Write out once more the lines running from the top of the entries below to the line with "pub fn with_tag(mut", both ends included.

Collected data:

********************

/// A deferred call: a callable plus its (possibly partial) arguments.
///
/// Tags may name fields that have no value yet.
#[derive(Debug, Clone, PartialEq)]
pub struct Buildable {
    kind: BuildableKind,
    callable: Symbol,
    arguments: Arguments,
    argument_tags: BTreeMap<String, BTreeSet<Tag>>,
}

impl Buildable {
    pub fn new(kind: BuildableKind, callable: Symbol) -> Self {
        Self {
            kind,
            callable,
            arguments: Arguments::new(),
            argument_tags: BTreeMap::new(),
        }
    }

    /// Create a `Config` buildable
    pub fn config(callable: Symbol) -> Self {
        Self::new(BuildableKind::Config, callable)
    }

    /// Create a `Partial` buildable
    pub fn partial(callable: Symbol) -> Self {
        Self::new(BuildableKind::Partial, callable)
    }

    /// Builder: set an argument
    pub fn with_argument(mut self, name: impl Into<String>, value: impl Into<Value>) -> Self {
        self.arguments.insert(name, value);
        self
    }

    /// Builder: tag a field
    pub fn with_tag(mut self, name: impl Into<String>, tag: Tag) -> Self {
        self.argument_tags.entry(name.into()).or_default().insert(tag);
        self
    }

    pub fn kind(&self) -> BuildableKind {
        self.kind
    }

    pub fn callable(&self) -> &Symbol {
        &self.callable
    }

    pub fn arguments(&self) -> &Arguments {
        &self.arguments
    }

    pub fn argument_tags(&self) -> &BTreeMap<String, BTreeSet<Tag>> {
        &self.argument_tags
    }

    /// Tags on a single field
    pub fn tags_for(&self, name: &str) -> impl Iterator<Item = &Tag> {
        self.argument_tags.get(name).into_iter().flatten()
    }
}

impl fmt::Display for Buildable {
    fn fmt(&self, f: &mut fmt::Formatter<'_>) -> fmt::Result {
        let names: Vec<&str> = self.arguments.names().collect();
        write!(
            f,
            "<{}[{}({})]>",
            self.kind.as_str(),
            self.callable,
            names.join(", ")
        )
    }
}

// ============================================================================
// Graph
// ============================================================================

/// Edge payload: the argument through which the parent references the child.
#[derive(Debug, Clone, PartialEq, Eq)]
pub struct ArgumentEdge {
    pub argument: String,
}

/// Arena of config nodes with argument-labelled reference edges.
#[derive(Debug, Clone, Default)]
pub struct ConfigGraph {
    graph: StableGraph<Buildable, ArgumentEdge, petgraph::Directed>,
}
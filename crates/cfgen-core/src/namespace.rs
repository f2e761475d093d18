//! Names bound in the generated module.

use std::collections::HashSet;

use crate::value::is_identifier;

/// Keywords and builtins that generated code must never shadow.
const RESERVED_NAMES: &[&str] = &[
    "False", "None", "True", "and", "as", "assert", "async", "await", "break", "class",
    "continue", "def", "del", "elif", "else", "except", "finally", "for", "from", "global", "if",
    "import", "in", "is", "lambda", "nonlocal", "not", "or", "pass", "raise", "return", "try",
    "while", "with", "yield", "bool", "dict", "float", "int", "len", "list", "object", "print",
    "range", "set", "str", "super", "tuple", "type",
];

/// Set of names already bound in a generated module.
#[derive(Debug, Clone)]
pub struct Namespace {
    names: HashSet<String>,
}

impl Default for Namespace {
    fn default() -> Self {
        Self::new()
    }
}

impl Namespace {
    /// Create a namespace holding only the reserved names
    pub fn new() -> Self {
        Self {
            names: RESERVED_NAMES.iter().map(|name| name.to_string()).collect(),
        }
    }

    pub fn contains(&self, name: &str) -> bool {
        self.names.contains(name)
    }

    /// Bind a name. Returns `false` if it was already bound.
    pub fn add(&mut self, name: impl Into<String>) -> bool {
        self.names.insert(name.into())
    }

    /// Bind a fresh name derived from `base`.
    ///
    /// `base` is sanitized into an identifier; if that is taken, `_2`, `_3`,
    /// ... are appended until a free name is found.
    pub fn get_new_name(&mut self, base: &str) -> String {
        let base = sanitize(base);
        if self.add(base.clone()) {
            return base;
        }
        let mut suffix = 2;
        loop {
            let candidate = format!("{base}_{suffix}");
            if self.add(candidate.clone()) {
                return candidate;
            }
            suffix += 1;
        }
    }

    pub fn len(&self) -> usize {
        self.names.len()
    }

    pub fn is_empty(&self) -> bool {
        self.names.is_empty()
    }
}

fn sanitize(base: &str) -> String {
    let mut name: String = base
        .chars()
        .map(|c| if c == '_' || c.is_alphanumeric() { c } else { '_' })
        .collect();
    if name.is_empty() {
        name.push('v');
    }
    if !is_identifier(&name) {
        name.insert(0, '_');
    }
    name
}

#[cfg(test)]
mod tests {
    use super::*;

    #[test]
    fn test_reserved_names() {
        let namespace = Namespace::new();
        assert!(namespace.contains("lambda"));
        assert!(namespace.contains("list"));
        assert!(!namespace.contains("encoder"));
    }

    #[test]
    fn test_get_new_name_suffixes() {
        let mut namespace = Namespace::new();
        assert_eq!(namespace.get_new_name("layers"), "layers");
        assert_eq!(namespace.get_new_name("layers"), "layers_2");
        assert_eq!(namespace.get_new_name("layers"), "layers_3");
        assert_eq!(namespace.get_new_name("list"), "list_2");
    }

    #[test]
    fn test_get_new_name_sanitizes() {
        let mut namespace = Namespace::new();
        assert_eq!(namespace.get_new_name("my-module"), "my_module");
        assert_eq!(namespace.get_new_name("3d"), "_3d");
        assert_eq!(namespace.get_new_name(""), "v");
    }
}
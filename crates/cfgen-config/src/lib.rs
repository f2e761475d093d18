//! cfgen Configuration Management
//!
//! Provides configuration loading with support for:
//! - Global config: `~/.cfgen/config.toml`
//! - Local config: `.cfgen/config.toml` (in the project directory)
//! - CLI overrides via `ConfigOverrides`
//!
//! Configuration is merged in order: global → local → CLI overrides.

mod error;
mod loader;

pub use error::{ConfigError, FileOp};
pub use loader::ConfigLoader;

use serde::{Deserialize, Serialize};
use std::collections::BTreeMap;

/// Default configuration library module.
pub const DEFAULT_BASE_MODULE: &str = "fiddle";

/// Default log level.
pub const DEFAULT_LOG_LEVEL: &str = "info";

const LOG_LEVELS: &[&str] = &["trace", "debug", "info", "warn", "error"];

/// Root configuration for cfgen.
///
/// Represents the fully merged configuration from all sources.
#[derive(Debug, Clone, PartialEq, Eq, Serialize, Deserialize, Default)]
#[serde(default)]
pub struct CfgenConfig {
    /// Import naming configuration
    pub imports: ImportsConfig,

    /// Output configuration
    pub output: OutputConfig,

    /// Logging configuration
    pub logging: LoggingConfig,
}

/// Import naming configuration.
///
/// # Example TOML
///
/// ```toml
/// [imports]
/// base_module = "fiddle"
/// collision = "suffix"  # or "qualify"
/// reserved_names = ["config"]
///
/// [imports.aliases]
/// fiddle = "fdl"
/// "numpy" = "np"
/// ```
#[derive(Debug, Clone, PartialEq, Eq, Serialize, Deserialize)]
#[serde(default)]
pub struct ImportsConfig {
    /// Module providing the `Config`/`Partial`/`ArgFactory` wrapper types
    pub base_module: String,

    /// Preferred alias per module path
    pub aliases: BTreeMap<String, String>,

    /// Alias collision policy
    pub collision: CollisionPolicy,

    /// Names generated code must never bind
    pub reserved_names: Vec<String>,
}

impl Default for ImportsConfig {
    fn default() -> Self {
        let mut aliases = BTreeMap::new();
        aliases.insert(DEFAULT_BASE_MODULE.to_string(), "fdl".to_string());
        Self {
            base_module: DEFAULT_BASE_MODULE.to_string(),
            aliases,
            collision: CollisionPolicy::default(),
            reserved_names: Vec::new(),
        }
    }
}

impl ImportsConfig {
    /// Validate module paths and aliases.
    pub fn validate(&self) -> Result<(), ConfigError> {
        if !is_module_path(&self.base_module) {
            return Err(ConfigError::InvalidBaseModule(self.base_module.clone()));
        }
        for (module, alias) in &self.aliases {
            if !is_module_path(module) {
                return Err(ConfigError::InvalidAliasModule(module.clone()));
            }
            if !is_identifier(alias) {
                return Err(ConfigError::InvalidAlias {
                    module: module.clone(),
                    alias: alias.clone(),
                });
            }
        }
        Ok(())
    }
}

/// How module aliases are disambiguated when the preferred alias is taken.
#[derive(Debug, Clone, Copy, Serialize, Deserialize, Default, PartialEq, Eq)]
#[serde(rename_all = "lowercase")]
pub enum CollisionPolicy {
    /// Append `_2`, `_3`, ... (default)
    #[default]
    Suffix,
    /// Prefix more module path segments before falling back to suffixes
    Qualify,
}

impl std::fmt::Display for CollisionPolicy {
    fn fmt(&self, f: &mut std::fmt::Formatter<'_>) -> std::fmt::Result {
        match self {
            Self::Suffix => write!(f, "suffix"),
            Self::Qualify => write!(f, "qualify"),
        }
    }
}

impl std::str::FromStr for CollisionPolicy {
    type Err = ConfigError;

    fn from_str(s: &str) -> Result<Self, Self::Err> {
        match s.to_lowercase().as_str() {
            "suffix" => Ok(Self::Suffix),
            "qualify" => Ok(Self::Qualify),
            _ => Err(ConfigError::UnknownCollisionPolicy(s.to_string())),
        }
    }
}

/// Output configuration.
#[derive(Debug, Clone, PartialEq, Eq, Serialize, Deserialize)]
#[serde(default)]
pub struct OutputConfig {
    /// Pretty-print generated JSON
    pub pretty: bool,
}

impl Default for OutputConfig {
    fn default() -> Self {
        Self { pretty: true }
    }
}

/// Logging configuration.
#[derive(Debug, Clone, PartialEq, Eq, Serialize, Deserialize)]
#[serde(default)]
pub struct LoggingConfig {
    /// Log level (trace, debug, info, warn, error)
    pub level: String,
}

impl Default for LoggingConfig {
    fn default() -> Self {
        Self {
            level: DEFAULT_LOG_LEVEL.to_string(),
        }
    }
}

/// CLI overrides for configuration values.
///
/// Used to apply command-line arguments over file-based config.
#[derive(Debug, Clone, Default)]
pub struct ConfigOverrides {
    /// Override base module
    pub base_module: Option<String>,

    /// Override collision policy
    pub collision: Option<CollisionPolicy>,

    /// Override log level
    pub log_level: Option<String>,

    /// Override pretty printing
    pub pretty: Option<bool>,
}

impl CfgenConfig {
    /// Apply CLI overrides to this configuration.
    pub fn apply_overrides(&mut self, overrides: &ConfigOverrides) {
        if let Some(ref module) = overrides.base_module {
            self.imports.base_module = module.clone();
        }

        if let Some(collision) = overrides.collision {
            self.imports.collision = collision;
        }

        if let Some(ref level) = overrides.log_level {
            self.logging.level = level.clone();
        }

        if let Some(pretty) = overrides.pretty {
            self.output.pretty = pretty;
        }
    }

    /// Validate the configuration.
    pub fn validate(&self) -> Result<(), ConfigError> {
        self.imports.validate()?;
        if !LOG_LEVELS.contains(&self.logging.level.to_lowercase().as_str()) {
            return Err(ConfigError::UnknownLogLevel {
                level: self.logging.level.clone(),
                valid: LOG_LEVELS,
            });
        }
        Ok(())
    }
}

fn is_identifier(name: &str) -> bool {
    let mut chars = name.chars();
    match chars.next() {
        Some(c) if c == '_' || c.is_alphabetic() => chars.all(|c| c == '_' || c.is_alphanumeric()),
        _ => false,
    }
}

fn is_module_path(path: &str) -> bool {
    !path.is_empty() && path.split('.').all(is_identifier)
}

********************

Response area:
/// A deferred call: a callable plus its (possibly partial) arguments.
///
/// Tags may name fields that have no value yet.
#[derive(Debug, Clone, PartialEq)]
pub struct Buildable {
    kind: BuildableKind,
    callable: Symbol,
    arguments: Arguments,
    argument_tags: BTreeMap<String, BTreeSet<Tag>>,
}

impl Buildable {
    pub fn new(kind: BuildableKind, callable: Symbol) -> Self {
        Self {
            kind,
            callable,
            arguments: Arguments::new(),
            argument_tags: BTreeMap::new(),
        }
    }

    /// Create a `Config` buildable
    pub fn config(callable: Symbol) -> Self {
        Self::new(BuildableKind::Config, callable)
    }

    /// Create a `Partial` buildable
    pub fn partial(callable: Symbol) -> Self {
        Self::new(BuildableKind::Partial, callable)
    }

    /// Builder: set an argument
    pub fn with_argument(mut self, name: impl Into<String>, value: impl Into<Value>) -> Self {
        self.arguments.insert(name, value);
        self
    }

    /// Builder: tag a field
    pub fn with_tag(mut self, name: impl Into<String>, tag: Tag) -> Self {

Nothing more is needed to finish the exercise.